▶ _What the task asks_: Write out, without any change, the lines in the material below that run from the line with "Self::new(job, JobState::Pending, None, None, attributes)" through the line with "pub fn error(job: Job, exception: SchedulerError)", both included.

══════════════════════════════

use std::collections::HashMap;
use std::fmt;
use std::sync::Arc;

use crate::error::SchedulerError;
use crate::model::vo::JobDescription;

/// Raw key/value attributes reported by the scheduler for one record.
pub type Attributes = HashMap<String, String>;

/// Opaque identifier of a scheduler connection inside one registry.
#[derive(Debug, Clone, Copy, PartialEq, Eq, Hash, PartialOrd, Ord)]
pub struct SchedulerId(pub u64);

impl fmt::Display for SchedulerId {
    fn fmt(&self, f: &mut fmt::Formatter<'_>) -> fmt::Result {
        write!(f, "scheduler-{}", self.0)
    }
}

/// Scheduler-assigned job identifier.
#[derive(Debug, Clone, PartialEq, Eq, Hash)]
pub struct JobId(Arc<str>);

impl JobId {
    pub fn as_str(&self) -> &str {
        &self.0
    }
}

impl From<&str> for JobId {
    fn from(id: &str) -> Self {
        Self(Arc::from(id))
    }
}

impl From<String> for JobId {
    fn from(id: String) -> Self {
        Self(Arc::from(id))
    }
}

impl fmt::Display for JobId {
    fn fmt(&self, f: &mut fmt::Formatter<'_>) -> fmt::Result {
        f.write_str(&self.0)
    }
}

/// A submitted job. Holds its own copy of the description it was submitted with.
#[derive(Debug, Clone, PartialEq)]
pub struct Job {
    id: JobId,
    scheduler: SchedulerId,
    description: Arc<JobDescription>,
}

impl Job {
    pub fn new(id: JobId, scheduler: SchedulerId, description: JobDescription) -> Self {
        Self {
            id,
            scheduler,
            description: Arc::new(description),
        }
    }

    pub fn id(&self) -> &JobId {
        &self.id
    }

    pub fn scheduler(&self) -> SchedulerId {
        self.scheduler
    }

    pub fn description(&self) -> &JobDescription {
        &self.description
    }
}

#[derive(Debug, Clone, Copy, Eq, PartialEq, strum::Display)]
#[strum(serialize_all = "UPPERCASE")]
pub enum JobState {
    Pending,
    Running,
    Done,
    Error,
}

/// Status of a job as observed by one query.
#[derive(Debug, Clone, PartialEq)]
pub struct JobStatus {
    pub job: Job,
    pub state: JobState,
    pub exit_code: Option<i32>,
    pub exception: Option<SchedulerError>,
    pub attributes: Attributes,
}

impl JobStatus {
    pub fn pending(job: Job, attributes: Attributes) -> Self {
        Self::new(job, JobState::Pending, None, None, attributes)
    }

    pub fn running(job: Job, attributes: Attributes) -> Self {
        Self::new(job, JobState::Running, None, None, attributes)
    }

    pub fn done(job: Job, exit_code: i32, attributes: Attributes) -> Self {
        Self::new(job, JobState::Done, Some(exit_code), None, attributes)
    }

    pub fn error(job: Job, exception: SchedulerError) -> Self {
        Self::new(job, JobState::Error, None, Some(exception), Attributes::new())
    }

    pub fn new(
        job: Job,
        state: JobState,
        exit_code: Option<i32>,
        exception: Option<SchedulerError>,
        attributes: Attributes,
    ) -> Self {
        Self {
            job,
            state,
            exit_code,
            exception,
            attributes,
        }
    }

    pub fn is_done(&self) -> bool {
        matches!(self.state, JobState::Done | JobState::Error)
    }

    pub fn is_running(&self) -> bool {
        self.state == JobState::Running
    }
}

#[cfg(test)]
mod tests {
    use super::*;

    fn job() -> Job {
        let description = JobDescription::builder().executable("/bin/true").build();
        Job::new(JobId::from("42"), SchedulerId(0), description)
    }

    #[test]
    fn error_counts_as_done() {
        let status = JobStatus::error(job(), SchedulerError::JobNotFound("42".to_owned()));
        assert!(status.is_done());
        assert!(!status.is_running());
    }

    #[test]
    fn running_is_not_done() {
        let status = JobStatus::running(job(), Attributes::new());
        assert!(status.is_running());
        assert!(!status.is_done());
        assert_eq!("RUNNING", status.state.to_string());
    }
}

══════════════════════════════

▶ _Solution to this exercise_:
        Self::new(job, JobState::Pending, None, None, attributes)
    }

    pub fn running(job: Job, attributes: Attributes) -> Self {
        Self::new(job, JobState::Running, None, None, attributes)
    }

    pub fn done(job: Job, exit_code: i32, attributes: Attributes) -> Self {
        Self::new(job, JobState::Done, Some(exit_code), None, attributes)
    }

    pub fn error(job: Job, exception: SchedulerError) -> Self {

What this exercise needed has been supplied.